Objectives. One of the most prevalent types of malignant lymphoproliferative disorders is non-Hodgkin lymphoma (NHL), which has shown an increased frequency worldwide of roughly 168% since 1975, coinciding with a decline in the age at diagnosis. Despite a ten-year improvement in overall survival, NHL accounts for approximately 3% of all cancer-related deaths. Delays in diagnosis and the emergence of related comorbidities are caused by the diverse symptomatology and symptoms associated with NHL. Thus, the purpose of this study was to assess patients treated at Timisoara's Clinical Emergency Municipal Hospital who had been diagnosed with aggressive HNL. Material and methods. This cross-sectional study comprised 76 patients diagnosed with aggressive NHL between January 2020 and June 2023 who were admitted to Timisoara's Clinical Emergency Municipal Hospital. Biopsy along with histopathologic examination served as the basis for the diagnosis.
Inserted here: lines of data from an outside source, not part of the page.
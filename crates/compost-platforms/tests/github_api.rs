//! GitHub backend tests against a mock API server.

use compost_core::{
    render, CommentHandler, CompostError, HandlerRequest, PlatformCredentials, PlatformHandler,
    UpdateOutcome, DEFAULT_TAG,
};
use compost_platforms::GitHubHandler;
use httpmock::prelude::*;
use serde_json::{json, Value};

fn request(server: &MockServer, target_ref: &str) -> HandlerRequest {
    HandlerRequest {
        project: "owner/repo".to_string(),
        target_ref: target_ref.to_string(),
        credentials: PlatformCredentials::new(Some("ghs-test".into()), Some(server.base_url())),
    }
}

fn node(id: u64, body: &str, created_at: &str, minimized: bool) -> Value {
    json!({
        "id": format!("IC_{id}"),
        "databaseId": id,
        "url": format!("https://github.com/owner/repo/pull/7#issuecomment-{id}"),
        "body": body,
        "isMinimized": minimized,
        "createdAt": created_at,
    })
}

fn comments_page(nodes: Vec<Value>) -> Value {
    json!({
        "data": {
            "repository": {
                "target": {
                    "comments": {
                        "nodes": nodes,
                        "pageInfo": { "hasNextPage": false, "endCursor": null }
                    }
                }
            }
        }
    })
}

#[tokio::test]
async fn find_filters_by_tag_and_reads_minimized_state() {
    let server = MockServer::start();
    let list = server.mock(|when, then| {
        when.method(POST)
            .path("/graphql")
            .header("authorization", "Bearer ghs-test")
            .body_includes("pullRequest(number: $target)");
        then.status(200).json_body(comments_page(vec![
            node(1, &render("old", DEFAULT_TAG), "2024-05-01T10:00:00Z", true),
            node(2, "a human review comment", "2024-05-02T10:00:00Z", false),
            node(3, &render("newer", DEFAULT_TAG), "2024-05-03T10:00:00Z", false),
        ]));
    });

    let handler = GitHubHandler::pull_request(&request(&server, "7")).unwrap();
    let found = handler.find_matching_comments(DEFAULT_TAG).await.unwrap();

    list.assert();
    assert_eq!(found.len(), 2);
    assert!(found[0].is_hidden());
    assert!(!found[1].is_hidden());
    assert_eq!(found[1].body(), render("newer", DEFAULT_TAG));
}

#[tokio::test]
async fn create_posts_to_issue_comments() {
    let server = MockServer::start();
    let create = server.mock(|when, then| {
        when.method(POST)
            .path("/repos/owner/repo/issues/7/comments")
            .body_includes("hello");
        then.status(201).json_body(json!({
            "id": 11,
            "node_id": "IC_11",
            "html_url": "https://github.com/owner/repo/pull/7#issuecomment-11",
            "body": "hello",
            "created_at": "2024-05-04T10:00:00Z",
        }));
    });

    let handler = GitHubHandler::pull_request(&request(&server, "7")).unwrap();
    let created = handler.create_comment("hello").await.unwrap();

    create.assert();
    assert_eq!(
        created.reference(),
        "https://github.com/owner/repo/pull/7#issuecomment-11"
    );
    assert!(!created.is_hidden());
}

#[tokio::test]
async fn hide_and_new_minimizes_visible_comments() {
    let server = MockServer::start();
    server.mock(|when, then| {
        when.method(POST).path("/graphql").body_includes("comments(first");
        then.status(200).json_body(comments_page(vec![
            node(1, &render("old", DEFAULT_TAG), "2024-05-01T10:00:00Z", true),
            node(2, &render("old", DEFAULT_TAG), "2024-05-02T10:00:00Z", false),
        ]));
    });
    let minimize = server.mock(|when, then| {
        when.method(POST)
            .path("/graphql")
            .body_includes("minimizeComment")
            .body_includes("IC_2");
        then.status(200).json_body(json!({
            "data": { "minimizeComment": { "clientMutationId": null } }
        }));
    });
    let create = server.mock(|when, then| {
        when.method(POST).path("/repos/owner/repo/issues/7/comments");
        then.status(201).json_body(json!({
            "id": 12,
            "node_id": "IC_12",
            "html_url": "https://github.com/owner/repo/pull/7#issuecomment-12",
            "body": "fresh",
            "created_at": "2024-05-04T10:00:00Z",
        }));
    });

    let platform = GitHubHandler::pull_request(&request(&server, "7")).unwrap();
    let outcome = CommentHandler::new(Box::new(platform), None)
        .hide_and_new_comment("fresh")
        .await
        .unwrap();

    minimize.assert_calls(1);
    create.assert_calls(1);
    assert_eq!(outcome.hidden, 1);
    assert_eq!(outcome.already_hidden, 1);
}

#[tokio::test]
async fn update_edits_the_latest_tagged_comment() {
    let server = MockServer::start();
    server.mock(|when, then| {
        when.method(POST).path("/graphql");
        then.status(200).json_body(comments_page(vec![
            node(40, &render("v0", DEFAULT_TAG), "2024-05-01T10:00:00Z", false),
            node(42, &render("v1", DEFAULT_TAG), "2024-05-02T10:00:00Z", false),
        ]));
    });
    let patch = server.mock(|when, then| {
        when.method(PATCH)
            .path("/repos/owner/repo/issues/comments/42")
            .body_includes("v2");
        then.status(200).json_body(json!({}));
    });

    let platform = GitHubHandler::pull_request(&request(&server, "7")).unwrap();
    let outcome = CommentHandler::new(Box::new(platform), None)
        .update_comment("v2")
        .await
        .unwrap();

    patch.assert();
    assert!(matches!(outcome, UpdateOutcome::Updated { .. }));
    assert_eq!(
        outcome.reference(),
        "https://github.com/owner/repo/pull/7#issuecomment-42"
    );
}

#[tokio::test]
async fn commit_comments_use_the_commit_endpoints() {
    let server = MockServer::start();
    server.mock(|when, then| {
        when.method(POST)
            .path("/graphql")
            .body_includes("... on Commit")
            .body_includes("abc123");
        then.status(200).json_body(comments_page(vec![node(
            9,
            &render("old", DEFAULT_TAG),
            "2024-05-01T10:00:00Z",
            false,
        )]));
    });
    let delete = server.mock(|when, then| {
        when.method(DELETE).path("/repos/owner/repo/comments/9");
        then.status(204);
    });
    let create = server.mock(|when, then| {
        when.method(POST).path("/repos/owner/repo/commits/abc123/comments");
        then.status(201).json_body(json!({
            "id": 10,
            "node_id": "CC_10",
            "html_url": "https://github.com/owner/repo/commit/abc123#commitcomment-10",
            "body": "fresh",
            "created_at": "2024-05-04T10:00:00Z",
        }));
    });

    let platform = GitHubHandler::commit(&request(&server, "abc123")).unwrap();
    let outcome = CommentHandler::new(Box::new(platform), None)
        .delete_and_new_comment("fresh")
        .await
        .unwrap();

    delete.assert();
    create.assert();
    assert_eq!(outcome.deleted, 1);
}

#[tokio::test]
async fn graphql_errors_surface_as_api_errors() {
    let server = MockServer::start();
    server.mock(|when, then| {
        when.method(POST).path("/graphql");
        then.status(200).json_body(json!({
            "data": null,
            "errors": [{ "message": "Could not resolve to a PullRequest" }]
        }));
    });

    let handler = GitHubHandler::pull_request(&request(&server, "7")).unwrap();
    let err = handler.find_matching_comments(DEFAULT_TAG).await.err().unwrap();

    match err {
        CompostError::Api { message, .. } => {
            assert!(message.contains("Could not resolve"));
        }
        other => panic!("unexpected error: {other:?}"),
    }
}

#[tokio::test]
async fn http_failures_carry_the_status_code() {
    let server = MockServer::start();
    server.mock(|when, then| {
        when.method(POST).path("/repos/owner/repo/issues/7/comments");
        then.status(401).body("Bad credentials");
    });

    let handler = GitHubHandler::pull_request(&request(&server, "7")).unwrap();
    let err = handler.create_comment("hello").await.err().unwrap();

    match err {
        CompostError::Api {
            status, message, ..
        } => {
            assert_eq!(status, 401);
            assert_eq!(message, "Bad credentials");
        }
        other => panic!("unexpected error: {other:?}"),
    }
}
As part of the first assessment, bone marrow biopsy and imaging studies (PET/CT) were carried out in addition to laboratory tests. The NHL was staged using the Ann Arbour classification. The present protocols were followed in the establishment of the treatment. PET/CT was used to assess the response to treatment. Results. In this study cohort 72% were stage 4 of NHL at the diagnosis, 16% were stage 3, 5% were stage 2, while only 2% were stage 1. B symptoms were present in 69% of cases. In patients with 4th stage of NHL, bone marrow represents the most frequent extranodal site. 57 patients finished minimum a complete chemotherapy line, from which 90% of the patients had complete (63%) or partial (24%) remission after first-line treatment. Conclusion. The importance of this study was to emphasize the heterogeneity of NHL and to evaluate the treatment response and survivance of aggressive NHL patients.